ISLAMABAD: A Supreme Court bench, headed by Chief Justice of Pakistan (CJP) Qazi Faez Isa, on Wednesday reserved its decision on a Punjab government petition seeking review of its Feb 6 judgement that overturned appellant Mubarak Ahmad Sani’s conviction on charges of distributing ‘proscribed literature’.

At the last hearing of the government’s review petition, the SC had sought assistance of the Council of Islamic Ideology, religious scholars and institutions on the matter after the decision of overturning the Lahore High Court verdict in the case stirred a controversy and malicious campaign against CJP Isa.

A heavy contingent of anti-riot police was deputed outside the apex court building, where a number of clerics and their supporters gathered and chanted religious slogans after their appearance before the court.

The court had earlier issued not­ices to CII, Jamia Darululoom, Kara­chi; Jamia Imdadia, Faisalabad; Jamia Naeemia, Karachi; Jamia Muhammadia Ghousia, Bhera; Jamia Salafia, Faisalabad; Jamia Tul Muntazir, Lahore, Jamia Urwat-ul-Wusqa, Lahore; Quran Academy, Lahore; and Al-Mawrid, Lahore, with direction to furnish concise statements on the SC verdict in the Mubarak Ahmad Sani case.

Religious scholars tell apex court no one would ever approve of destroying a girls’ school

Objections to individuals’ audience

Inside the courtroom, the three-member bench asked representatives of different institutions to present their points of view one by one.

However, several religious scholars objected to the appearance of Dr Ammar Khan Nasir from Al-Mawrid, Lahore, on the grounds that he was appearing on his own without any authorisation from the institution. After seeking consensus among themselves, the court decided that the right of audience would not be granted to individuals, except those representing and having authorisation of their institutions.

Interestingly, Justice Irfan Saadat Khan, one of the three bench members, at one point during the hearing recited Kalma and observed that all three judges sitting on the bench were Muslims and believe in the oneness of Allah Almighty and the finality of the prophethood of the Holy Prophet (PBUH).

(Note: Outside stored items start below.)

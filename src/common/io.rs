use std::io::{self, BufRead};

/// Block size for the attributed-copy content loop (§4.1).
pub const COPY_BLOCK_SIZE: usize = 65536;

/// Read newline-terminated paths from stdin for `--input-files` mode.
///
/// Each line has its trailing `\n` (and a preceding `\r`, if present) stripped;
/// blank lines are skipped.
pub fn read_stdin_paths() -> io::Result<Vec<String>> {
    let stdin = io::stdin();
    let mut paths = Vec::new();
    for line in stdin.lock().lines() {
        let line = line?;
        let trimmed = line.trim_end_matches(['\r', '\n']);
        if !trimmed.is_empty() {
            paths.push(trimmed.to_string());
        }
    }
    Ok(paths)
}

/// Re-run `f` while it fails with `EINTR`, as every blocking syscall in the
/// copy primitive must (signals never abort an in-flight I/O operation here).
pub fn retry_eintr<T>(mut f: impl FnMut() -> io::Result<T>) -> io::Result<T> {
    loop {
        match f() {
            Err(e) if e.kind() == io::ErrorKind::Interrupted => continue,
            other => return other,
        }
    }
}
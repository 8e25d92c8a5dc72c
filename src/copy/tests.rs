use super::*;
use std::ffi::CString;
use std::fs;
use std::os::unix::ffi::OsStrExt;
use std::os::unix::fs::{symlink, FileTypeExt, MetadataExt, PermissionsExt};

#[test]
fn attributed_copy_regular_file_preserves_content_and_mode() {
    let dir = tempfile::tempdir().unwrap();
    let src = dir.path().join("src");
    let dst = dir.path().join("dst");
    fs::write(&src, b"hello world").unwrap();
    fs::set_permissions(&src, fs::Permissions::from_mode(0o640)).unwrap();

    attributed_copy(&src, &dst).unwrap();

    assert_eq!(fs::read(&dst).unwrap(), b"hello world");
    let mode = fs::metadata(&dst).unwrap().permissions().mode() & 0o777;
    assert_eq!(mode, 0o640);
}

#[test]
fn attributed_copy_symlink_preserves_target() {
    let dir = tempfile::tempdir().unwrap();
    let src = dir.path().join("link");
    let dst = dir.path().join("link2");
    symlink("/some/target", &src).unwrap();

    attributed_copy(&src, &dst).unwrap();

    let target = fs::read_link(&dst).unwrap();
    assert_eq!(target, std::path::Path::new("/some/target"));
}

#[test]
fn attributed_copy_directory_creates_empty_dir() {
    let dir = tempfile::tempdir().unwrap();
    let src = dir.path().join("srcdir");
    let dst = dir.path().join("dstdir");
    fs::create_dir(&src).unwrap();
    fs::set_permissions(&src, fs::Permissions::from_mode(0o750)).unwrap();

    attributed_copy(&src, &dst).unwrap();

    assert!(dst.is_dir());
    let mode = fs::metadata(&dst).unwrap().permissions().mode() & 0o777;
    assert_eq!(mode, 0o750);
}

#[test]
fn attributed_copy_directory_already_existing_is_left_alone() {
    let dir = tempfile::tempdir().unwrap();
    let src = dir.path().join("srcdir");
    let dst = dir.path().join("dstdir");
    fs::create_dir(&src).unwrap();
    fs::create_dir(&dst).unwrap();
    fs::set_permissions(&dst, fs::Permissions::from_mode(0o700)).unwrap();

    attributed_copy(&src, &dst).unwrap();

    let mode = fs::metadata(&dst).unwrap().permissions().mode() & 0o777;
    assert_eq!(mode, 0o700);
}

#[test]
fn mv_same_filesystem_renames() {
    let dir = tempfile::tempdir().unwrap();
    let src = dir.path().join("a");
    let dst = dir.path().join("b");
    fs::write(&src, b"data").unwrap();

    mv(&src, &dst).unwrap();

    assert!(!src.exists());
    assert_eq!(fs::read(&dst).unwrap(), b"data");
}

#[test]
fn link_or_copy_hard_links_when_possible() {
    let dir = tempfile::tempdir().unwrap();
    let src = dir.path().join("a");
    let dst = dir.path().join("b");
    fs::write(&src, b"data").unwrap();

    link_or_copy(&src, &dst).unwrap();

    let src_meta = fs::metadata(&src).unwrap();
    let dst_meta = fs::metadata(&dst).unwrap();
    assert_eq!(src_meta.ino(), dst_meta.ino());
}

#[test]
fn link_or_copy_removes_existing_dest_first() {
    let dir = tempfile::tempdir().unwrap();
    let src = dir.path().join("a");
    let dst = dir.path().join("b");
    fs::write(&src, b"new").unwrap();
    fs::write(&dst, b"old").unwrap();

    link_or_copy(&src, &dst).unwrap();

    assert_eq!(fs::read(&dst).unwrap(), b"new");
}

#[test]
fn attributed_copy_fifo_round_trips_type() {
    let dir = tempfile::tempdir().unwrap();
    let src = dir.path().join("fifo");
    let dst = dir.path().join("fifo2");
    let c_src = CString::new(src.as_os_str().as_bytes()).unwrap();
    let ret = unsafe { libc::mkfifo(c_src.as_ptr(), 0o600) };
    assert_eq!(ret, 0);

    attributed_copy(&src, &dst).unwrap();

    assert!(fs::metadata(&dst).unwrap().file_type().is_fifo());
}
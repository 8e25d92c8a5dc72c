//! Attribute-preserving copy primitive: `mv`, `link_or_copy`, `attributed_copy`.
//!
//! Every fallible syscall site returns [`Error`] with the syscall name and
//! involved path(s) attached, so callers (the merge engine, the driver) can
//! print one diagnostic line per failure.

use std::ffi::CString;
use std::fs;
use std::io;
use std::os::unix::ffi::OsStrExt;
use std::os::unix::fs::{DirBuilderExt, MetadataExt, OpenOptionsExt};
use std::os::unix::io::AsRawFd;
use std::path::Path;

use crate::common::error::{Error, Result};

const COPY_BLOCK_SIZE: usize = crate::common::io::COPY_BLOCK_SIZE;

fn cstr(path: &Path) -> Result<CString> {
    CString::new(path.as_os_str().as_bytes())
        .map_err(|_| Error::InvalidJournal(format!("path contains NUL: {}", path.display())))
}

fn last_errno() -> io::Error {
    io::Error::last_os_error()
}

/// `rename(2)`, falling back to `attributed_copy` + unlink on `EXDEV`.
pub fn mv(source: &Path, dest: &Path) -> Result<()> {
    match fs::rename(source, dest) {
        Ok(()) => Ok(()),
        Err(e) if e.raw_os_error() == Some(libc::EXDEV) => {
            attributed_copy(source, dest)?;
            fs::remove_file(source).map_err(|e| Error::io2("unlink", e, source, dest))
        }
        Err(e) => Err(Error::io2("rename", e, source, dest)),
    }
}

/// Unlink `dest` (ignoring "not found"), then hard-link `source` onto it;
/// falls back to `attributed_copy` on cross-device or permission failures.
pub fn link_or_copy(source: &Path, dest: &Path) -> Result<()> {
    if let Err(e) = fs::remove_file(dest) {
        if e.kind() != io::ErrorKind::NotFound {
            return Err(Error::io("unlink", e, dest));
        }
    }

    match fs::hard_link(source, dest) {
        Ok(()) => Ok(()),
        Err(e)
            if matches!(
                e.raw_os_error(),
                Some(libc::EXDEV) | Some(libc::EACCES) | Some(libc::EPERM)
            ) =>
        {
            attributed_copy(source, dest)
        }
        Err(e) => Err(Error::io2("link", e, source, dest)),
    }
}

/// Copy a single filesystem object (any type `lstat` reports), preserving
/// content, ownership, timestamps, mode, and best-effort extended attributes.
pub fn attributed_copy(source: &Path, dest: &Path) -> Result<()> {
    let meta = fs::symlink_metadata(source).map_err(|e| Error::io("lstat", e, source))?;
    let file_type = meta.file_type();

    if !file_type.is_dir() {
        if let Err(e) = fs::remove_file(dest) {
            if e.kind() != io::ErrorKind::NotFound {
                return Err(Error::io("unlink", e, dest));
            }
        }
    }

    let mut skip_attributes = false;

    if file_type.is_symlink() {
        copy_symlink(source, dest, meta.size())?;
    } else if file_type.is_file() {
        copy_regular(source, dest, meta.size())?;
    } else if file_type.is_dir() {
        match fs::DirBuilder::new().mode(meta.mode()).create(dest) {
            Ok(()) => {}
            Err(e) if e.kind() == io::ErrorKind::AlreadyExists => skip_attributes = true,
            Err(e) => return Err(Error::io("mkdir", e, dest)),
        }
    } else if is_fifo(meta.mode()) {
        mkfifo(dest, meta.mode())?;
    } else if is_chr_or_blk(meta.mode()) {
        mknod(dest, meta.mode(), meta.rdev())?;
    } else {
        return Err(Error::Other(format!(
            "invalid file type for {}",
            source.display()
        )));
    }

    if !skip_attributes {
        apply_attributes(source, dest, &meta, file_type.is_dir())?;
        copy_xattrs(source, dest);
    }

    Ok(())
}

/// Best-effort extended-attribute copy: failures (unsupported filesystem,
/// missing permission) are swallowed, matching the original project's stance
/// that xattrs are a nice-to-have, not a correctness requirement.
fn copy_xattrs(source: &Path, dest: &Path) {
    let names = match xattr::list(source) {
        Ok(names) => names,
        Err(_) => return,
    };
    for name in names {
        if let Ok(Some(value)) = xattr::get(source, &name) {
            let _ = xattr::set(dest, &name, &value);
        }
    }
}

fn is_fifo(mode: u32) -> bool {
    mode & libc::S_IFMT == libc::S_IFIFO
}

fn is_chr_or_blk(mode: u32) -> bool {
    matches!(mode & libc::S_IFMT, libc::S_IFCHR | libc::S_IFBLK)
}

/// Readlink into a buffer sized to the length `lstat` reported; fail if the
/// actual link content changed size between the two calls. The buffer holds
/// exactly `symlen` bytes plus the NUL terminator at index `symlen` (not
/// `symlen + 1`, which would write one byte past the end).
fn copy_symlink(source: &Path, dest: &Path, symlen: u64) -> Result<()> {
    let symlen = symlen as usize;
    let c_source = cstr(source)?;
    let mut buf = vec![0u8; symlen + 1];

    let n = unsafe {
        libc::readlink(
            c_source.as_ptr(),
            buf.as_mut_ptr() as *mut libc::c_char,
            buf.len(),
        )
    };
    if n < 0 {
        return Err(Error::io("readlink", last_errno(), source));
    }
    if n as usize != symlen {
        return Err(Error::Other(format!(
            "symlink target length changed while copying {}",
            source.display()
        )));
    }
    buf[symlen] = 0;
    let target = std::ffi::OsStr::from_bytes(&buf[..symlen]);

    std::os::unix::fs::symlink(target, dest).map_err(|e| Error::io2("symlink", e, source, dest))
}

fn copy_regular(source: &Path, dest: &Path, size: u64) -> Result<()> {
    let src_file = fs::File::open(source).map_err(|e| Error::io("open", e, source))?;
    let dst_file = fs::OpenOptions::new()
        .write(true)
        .create(true)
        .truncate(true)
        .mode(0o666)
        .open(dest)
        .map_err(|e| Error::io("creat", e, dest))?;

    if size != 0 {
        let ret = unsafe { libc::posix_fallocate(dst_file.as_raw_fd(), 0, size as libc::off_t) };
        if ret != 0 {
            return Err(Error::io(
                "posix_fallocate",
                io::Error::from_raw_os_error(ret),
                dest,
            ));
        }
    }

    unsafe {
        libc::posix_fadvise(
            src_file.as_raw_fd(),
            0,
            0,
            libc::POSIX_FADV_SEQUENTIAL | libc::POSIX_FADV_WILLNEED,
        );
        libc::posix_fadvise(dst_file.as_raw_fd(), 0, 0, libc::POSIX_FADV_SEQUENTIAL);
    }

    splice_all(&src_file, &dst_file, source, dest)?;

    drop(src_file);
    let _ = dst_file.sync_all();
    drop(dst_file);
    Ok(())
}

/// Copy file content in `COPY_BLOCK_SIZE` blocks, retrying short reads/writes
/// and `EINTR` until the source is drained.
fn splice_all(src: &fs::File, dst: &fs::File, source: &Path, dest: &Path) -> Result<()> {
    use std::io::{Read, Write};

    let mut reader = src;
    let mut writer = dst;
    let mut buf = vec![0u8; COPY_BLOCK_SIZE];

    loop {
        let n = match crate::common::io::retry_eintr(|| reader.read(&mut buf)) {
            Ok(n) => n,
            Err(e) => return Err(Error::io("read", e, source)),
        };
        if n == 0 {
            break;
        }
        let mut written = 0;
        while written < n {
            let w = match crate::common::io::retry_eintr(|| writer.write(&buf[written..n])) {
                Ok(w) => w,
                Err(e) => return Err(Error::io("write", e, dest)),
            };
            written += w;
        }
    }
    Ok(())
}

fn mkfifo(dest: &Path, mode: u32) -> Result<()> {
    let c_dest = cstr(dest)?;
    let ret = unsafe { libc::mkfifo(c_dest.as_ptr(), mode & !libc::S_IFMT) };
    if ret != 0 {
        return Err(Error::io("mkfifo", last_errno(), dest));
    }
    Ok(())
}

fn mknod(dest: &Path, mode: u32, rdev: u64) -> Result<()> {
    let c_dest = cstr(dest)?;
    let ret = unsafe { libc::mknod(c_dest.as_ptr(), mode as libc::mode_t, rdev as libc::dev_t) };
    if ret != 0 {
        return Err(Error::io("mknod", last_errno(), dest));
    }
    Ok(())
}

/// lchown, then timestamps (skipped on directories), then mode, in that
/// order — matching the original project's attribute-application sequence.
fn apply_attributes(source: &Path, dest: &Path, meta: &fs::Metadata, is_dir: bool) -> Result<()> {
    let c_dest = cstr(dest)?;

    let ret = unsafe { libc::lchown(c_dest.as_ptr(), meta.uid(), meta.gid()) };
    if ret != 0 {
        return Err(Error::io("lchown", last_errno(), dest));
    }

    if !is_dir {
        apply_timestamps(dest, meta, &c_dest, meta.file_type().is_symlink())?;
    }

    apply_mode(dest, meta, &c_dest, meta.file_type().is_symlink())?;

    Ok(())
}

fn apply_timestamps(
    dest: &Path,
    meta: &fs::Metadata,
    c_dest: &CString,
    is_symlink: bool,
) -> Result<()> {
    let times = [
        libc::timespec {
            tv_sec: meta.atime(),
            tv_nsec: meta.atime_nsec(),
        },
        libc::timespec {
            tv_sec: meta.mtime(),
            tv_nsec: meta.mtime_nsec(),
        },
    ];
    let ret = unsafe {
        libc::utimensat(
            libc::AT_FDCWD,
            c_dest.as_ptr(),
            times.as_ptr(),
            libc::AT_SYMLINK_NOFOLLOW,
        )
    };
    if ret == 0 {
        return Ok(());
    }
    let err = last_errno();
    if err.raw_os_error() == Some(libc::ENOSYS) && !is_symlink {
        let tb = libc::utimbuf {
            actime: meta.atime(),
            modtime: meta.mtime(),
        };
        let ret = unsafe { libc::utime(c_dest.as_ptr(), &tb) };
        if ret != 0 {
            return Err(Error::io("utime", last_errno(), dest));
        }
        return Ok(());
    }
    Err(Error::io("utimensat", err, dest))
}

fn apply_mode(dest: &Path, meta: &fs::Metadata, c_dest: &CString, is_symlink: bool) -> Result<()> {
    let mode = meta.mode() & !libc::S_IFMT;
    let ret = unsafe {
        libc::fchmodat(
            libc::AT_FDCWD,
            c_dest.as_ptr(),
            mode as libc::mode_t,
            libc::AT_SYMLINK_NOFOLLOW,
        )
    };
    if ret == 0 {
        return Ok(());
    }
    let err = last_errno();
    let unsupported = matches!(
        err.raw_os_error(),
        Some(libc::EINVAL) | Some(libc::EOPNOTSUPP) | Some(libc::ENOTSUP) | Some(libc::ENOSYS)
    );
    if unsupported && !is_symlink {
        let ret = unsafe { libc::chmod(c_dest.as_ptr(), mode as libc::mode_t) };
        if ret != 0 {
            return Err(Error::io("chmod", last_errno(), dest));
        }
        return Ok(());
    }
    if unsupported {
        return Ok(());
    }
    Err(Error::io("fchmodat", err, dest))
}

#[cfg(test)]
mod tests;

The CJP also mentioned the arson attack on a girls’ middle school in the Shakhimar village, Razmak tehsil of North Waziristan, on Tuesday.

At this, a Jamia Naeemia representative clarified that no religious scholar would ever approve of setting fire to girls’ school, rather seminaries inculcate religious education among girls.

Mr Sani, the appellant, faced charges of distributing literature that could “hurt religious sentiments”.

He was named as an accused in an FIR registered under Sections 295-B (Defiling, etc., of Holy Quran) and 298-C (Person of Quadiani group, etc., calling himself a Muslim or preaching or propagating his faith) of the Pakistan Penal Code, as well as Section 9(1A) of the Punjab Holy Quran (Printing and Recording) Act, 2011, in Chiniot on Dec 6, 2022.

On June 24, 2023, the trial court framed charges against him. He filed an application for deletion of the charge before the trial court, but it was dismissed on Sept 25. He then challenged the order before the Lahore High Court, but the LHC also dismissed his plea on Oct 16. Later, he challenged the high court’s order through a criminal petition before the Supreme Court, which was allowed on Feb 6.

However, the SC order stirred a controversy as not only it drew a strong reaction from religious circles, but also resulted in the filing of a review petition by the Punjab government that sought certain modifications in the judgement.

The provincial government in its review petition, moved through Additional Prosecutor General Ahmad Raza Gilani, argued that it was aggrieved by the SC judgement since the conclusions were based on an “erroneous assumption of the material facts”. While closing the daylong proceedings on Wednesday, the CJP observed: “We will decide the case after deliberations and if need be, we may assemble again to seek further explanation and assistance.”